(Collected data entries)
********************

//! Structural selectors.
//!
//! Supports the subset the anchor builder emits plus what hand-written
//! locators commonly use: `tag`, `*`, `#id`, `.class`, `[attr]`,
//! `[attr="value"]`, `:nth-of-type(n)`, joined by descendant or `>` child
//! combinators.

use std::str::FromStr;

use super::{Document, NodeId};
use crate::error::Error;

#[derive(Debug, Clone, Copy, PartialEq, Eq)]
enum Combinator {
    Descendant,
    Child,
}

#[derive(Debug, Clone, PartialEq, Eq)]
enum AttrMatch {
    Exists(String),
    Equals(String, String),
}

#[derive(Debug, Clone, Default, PartialEq, Eq)]
struct Compound {
    tag: Option<String>,
    id: Option<String>,
    classes: Vec<String>,
    attrs: Vec<AttrMatch>,
    nth_of_type: Option<usize>,
}

impl Compound {
    fn matches(&self, doc: &Document, node: NodeId) -> bool {
        let Some(data) = doc.element(node) else {
            return false;
        };
        if self.tag.as_deref().is_some_and(|tag| tag != data.tag) {
            return false;
        }
        if self.id.as_deref().is_some_and(|id| data.id() != Some(id)) {
            return false;
        }
        if !self.classes.iter().all(|class| data.has_class(class)) {
            return false;
        }
        let attrs_match = self.attrs.iter().all(|attr| match attr {
            AttrMatch::Exists(name) => data.attr(name).is_some(),
            AttrMatch::Equals(name, value) => data.attr(name) == Some(value.as_str()),
        });
        if !attrs_match {
            return false;
        }
        match self.nth_of_type {
            Some(expected) => nth_of_type(doc, node) == Some(expected),
            None => true,
        }
    }

    fn is_empty(&self) -> bool {
        self.tag.is_none()
            && self.id.is_none()
            && self.classes.is_empty()
            && self.attrs.is_empty()
            && self.nth_of_type.is_none()
    }
}

/// 1-based position of `node` among its element siblings with the same tag.
pub(crate) fn nth_of_type(doc: &Document, node: NodeId) -> Option<usize> {
    let tag = &doc.element(node)?.tag;
    let Some(parent) = doc.parent(node) else {
        return Some(1);
    };
    doc.children(parent)
        .iter()
        .filter(|sibling| doc.element(**sibling).is_some_and(|data| &data.tag == tag))
        .position(|sibling| *sibling == node)
        .map(|index| index + 1)
}

/// Count of element siblings (including `node`) sharing its tag.
pub(crate) fn same_tag_siblings(doc: &Document, node: NodeId) -> usize {
    let Some(tag) = doc.element(node).map(|data| data.tag.clone()) else {
        return 0;
    };
    doc.parent(node).map_or(1, |parent| {
        doc.children(parent)
            .iter()
            .filter(|sibling| doc.element(**sibling).is_some_and(|data| data.tag == tag))
            .count()
    })
}

/// Whether `value` can be written as a bare selector identifier.
pub(crate) fn is_identifier(value: &str) -> bool {
    let mut chars = value.chars();
    chars
        .next()
        .is_some_and(|first| first.is_ascii_alphabetic() || first == '_' || first == '-')
        && chars.all(|c| c.is_ascii_alphanumeric() || c == '_' || c == '-')
}

/// Parsed structural selector.
#[derive(Debug, Clone, PartialEq, Eq)]
pub struct Selector {
    // First combinator is unused.
    parts: Vec<(Combinator, Compound)>,
}

impl Selector {
    /// Whether `node` matches, checking ancestors above any search root too.
    pub fn matches(&self, doc: &Document, node: NodeId) -> bool {
        self.matches_at(doc, node, self.parts.len() - 1)
    }

    fn matches_at(&self, doc: &Document, node: NodeId, index: usize) -> bool {
        let (combinator, compound) = &self.parts[index];
        if !compound.matches(doc, node) {
            return false;
        }
        if index == 0 {
            return true;
        }
        match combinator {
            Combinator::Child => doc
                .parent(node)
                .is_some_and(|parent| self.matches_at(doc, parent, index - 1)),
            Combinator::Descendant => doc
                .ancestors(node)
                .any(|ancestor| self.matches_at(doc, ancestor, index - 1)),
        }
    }
}

impl FromStr for Selector {
    type Err = Error;

    fn from_str(input: &str) -> Result<Self, Self::Err> {
        Parser::new(input).parse()
    }
}

struct Parser<'a> {
    input: &'a str,
    chars: Vec<char>,
    pos: usize,
}

impl<'a> Parser<'a> {
    fn new(input: &'a str) -> Self {
        Self {
            input,
            chars: input.chars().collect(),
            pos: 0,
        }
    }

    fn error(&self, reason: impl Into<String>) -> Error {
        Error::InvalidSelector {
            selector: self.input.to_string(),
            reason: reason.into(),
        }
    }

    fn peek(&self) -> Option<char> {
        self.chars.get(self.pos).copied()
    }

    fn skip_whitespace(&mut self) -> bool {
        let start = self.pos;
        while self.peek().is_some_and(char::is_whitespace) {
            self.pos += 1;
        }
        self.pos > start
    }

    fn expect(&mut self, expected: char) -> Result<(), Error> {
        if self.peek() == Some(expected) {
            self.pos += 1;
            Ok(())
        } else {
            Err(self.error(format!("expected '{expected}' at position {}", self.pos)))
        }
    }

    fn identifier(&mut self) -> Result<String, Error> {
        let start = self.pos;
        while self
            .peek()
            .is_some_and(|c| c.is_ascii_alphanumeric() || c == '-' || c == '_')
        {
            self.pos += 1;
        }
        if self.pos == start {
            return Err(self.error(format!("expected identifier at position {start}")));
        }
        Ok(self.chars[start..self.pos].iter().collect())
    }

    fn parse(mut self) -> Result<Selector, Error> {
        let mut parts = Vec::new();
        let mut combinator = Combinator::Descendant;
        self.skip_whitespace();
        if self.peek().is_none() {
            return Err(self.error("selector is empty"));
        }

        loop {
            let compound = self.compound()?;
            parts.push((combinator, compound));

            let had_space = self.skip_whitespace();
            match self.peek() {
                None => break,
                Some('>') => {
                    self.pos += 1;
                    self.skip_whitespace();
                    combinator = Combinator::Child;
                }
                Some(_) if had_space => combinator = Combinator::Descendant,
                Some(other) => {
                    return Err(self.error(format!("unexpected '{other}' at position {}", self.pos)))
                }
            }
            if self.peek().is_none() {
                return Err(self.error("selector ends with a combinator"));
            }
        }

        Ok(Selector { parts })
    }

    fn compound(&mut self) -> Result<Compound, Error> {
        let mut compound = Compound::default();
        match self.peek() {
            Some('*') => self.pos += 1,
            Some(c) if c.is_ascii_alphabetic() => {
                compound.tag = Some(self.identifier()?.to_ascii_lowercase());
            }
            _ => {}
        }

        loop {
            match self.peek() {
                Some('#') => {
                    self.pos += 1;
                    compound.id = Some(self.identifier()?);
                }
                Some('.') => {
                    self.pos += 1;
                    compound.classes.push(self.identifier()?);
                }
                Some('[') => {
                    self.pos += 1;
                    compound.attrs.push(self.attribute()?);
                }
                Some(':') => {
                    self.pos += 1;
                    compound.nth_of_type = Some(self.pseudo()?);
                }
                _ => break,
            }
        }

        let wildcard = self.pos > 0 && self.chars[self.pos - 1] == '*';
        if compound.is_empty() && !wildcard {
            return Err(self.error(format!("expected selector at position {}", self.pos)));
        }
        Ok(compound)
    }

    fn attribute(&mut self) -> Result<AttrMatch, Error> {
        self.skip_whitespace();
        let name = self.identifier()?;
        self.skip_whitespace();
        if self.peek() == Some(']') {
            self.pos += 1;
            return Ok(AttrMatch::Exists(name));
        }
        self.expect('=')?;
        self.skip_whitespace();
        let value = match self.peek() {
            Some(quote @ ('"' | '\'')) => {
                self.pos += 1;
                let start = self.pos;
                while self.peek().is_some_and(|c| c != quote) {
                    self.pos += 1;
                }
                let value: String = self.chars[start..self.pos].iter().collect();
                self.expect(quote)?;
                value
            }
            _ => self.identifier()?,
        };
        self.skip_whitespace();
        self.expect(']')?;
        Ok(AttrMatch::Equals(name, value))
    }

    fn pseudo(&mut self) -> Result<usize, Error> {
        let name = self.identifier()?;
        if name != "nth-of-type" {
            return Err(self.error(format!("unsupported pseudo-class ':{name}'")));
        }
        self.expect('(')?;
        let start = self.pos;
        while self.peek().is_some_and(|c| c.is_ascii_digit()) {
            self.pos += 1;
        }
        let digits: String = self.chars[start..self.pos].iter().collect();
        let index = digits
            .parse::<usize>()
            .ok()
            .filter(|index| *index > 0)
            .ok_or_else(|| self.error("nth-of-type expects a positive integer"))?;
        self.expect(')')?;
        Ok(index)
    }
}

#[cfg(test)]
mod tests {
    use super::*;

    fn sample() -> (Document, Vec<NodeId>) {
        let mut doc = Document::new("div");
        let section = doc.create_element("section");
        doc.element_mut(section).unwrap().set_attr("id", "chapter-1");
        doc.append_child(doc.root(), section);

        let mut paragraphs = Vec::new();
        for class in ["intro", "body", "body"] {
            let p = doc.create_element("p");
            doc.element_mut(p).unwrap().set_attr("class", class);
            doc.element_mut(p).unwrap().set_attr("data-page-number", "2");
            doc.append_child(section, p);
            paragraphs.push(p);
        }
        (doc, paragraphs)
    }

    fn query(doc: &Document, selector: &str) -> Vec<NodeId> {
        doc.query_selector_all(doc.root(), selector).unwrap()
    }

    #[test]
    fn matches_ids_classes_and_tags() {
        let (doc, paragraphs) = sample();
        assert_eq!(query(&doc, "p.intro"), vec![paragraphs[0]]);
        assert_eq!(query(&doc, ".body"), paragraphs[1..].to_vec());
        assert_eq!(query(&doc, "#chapter-1 p").len(), 3);
    }

    #[test]
    fn matches_child_combinator_and_nth_of_type() {
        let (doc, paragraphs) = sample();
        assert_eq!(query(&doc, "#chapter-1 > p:nth-of-type(2)"), vec![paragraphs[1]]);
        assert!(query(&doc, "div > p").is_empty());
    }

    #[test]
    fn matches_attribute_selectors() {
        let (doc, paragraphs) = sample();
        assert_eq!(query(&doc, r#"[data-page-number="2"]"#), paragraphs);
        assert_eq!(query(&doc, "p[data-page-number]").len(), 3);
        assert!(query(&doc, "[data-page-number='3']").is_empty());
    }

    #[test]
    fn rejects_malformed_selectors() {
        for input in ["", "p >", "p[", "#", "p:hover", "p:nth-of-type(0)", "p,div"] {
            assert!(input.parse::<Selector>().is_err(), "accepted {input:?}");
        }
    }

    #[test]
    fn identifier_check() {
        assert!(is_identifier("chapter-1"));
        assert!(!is_identifier("1chapter"));
        assert!(!is_identifier("two words"));
    }
}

********************

> _Problem requirements_:
For the data shown above, give the number of lines where the word "Equals" appears, and nothing else.

> _Answer box_:
3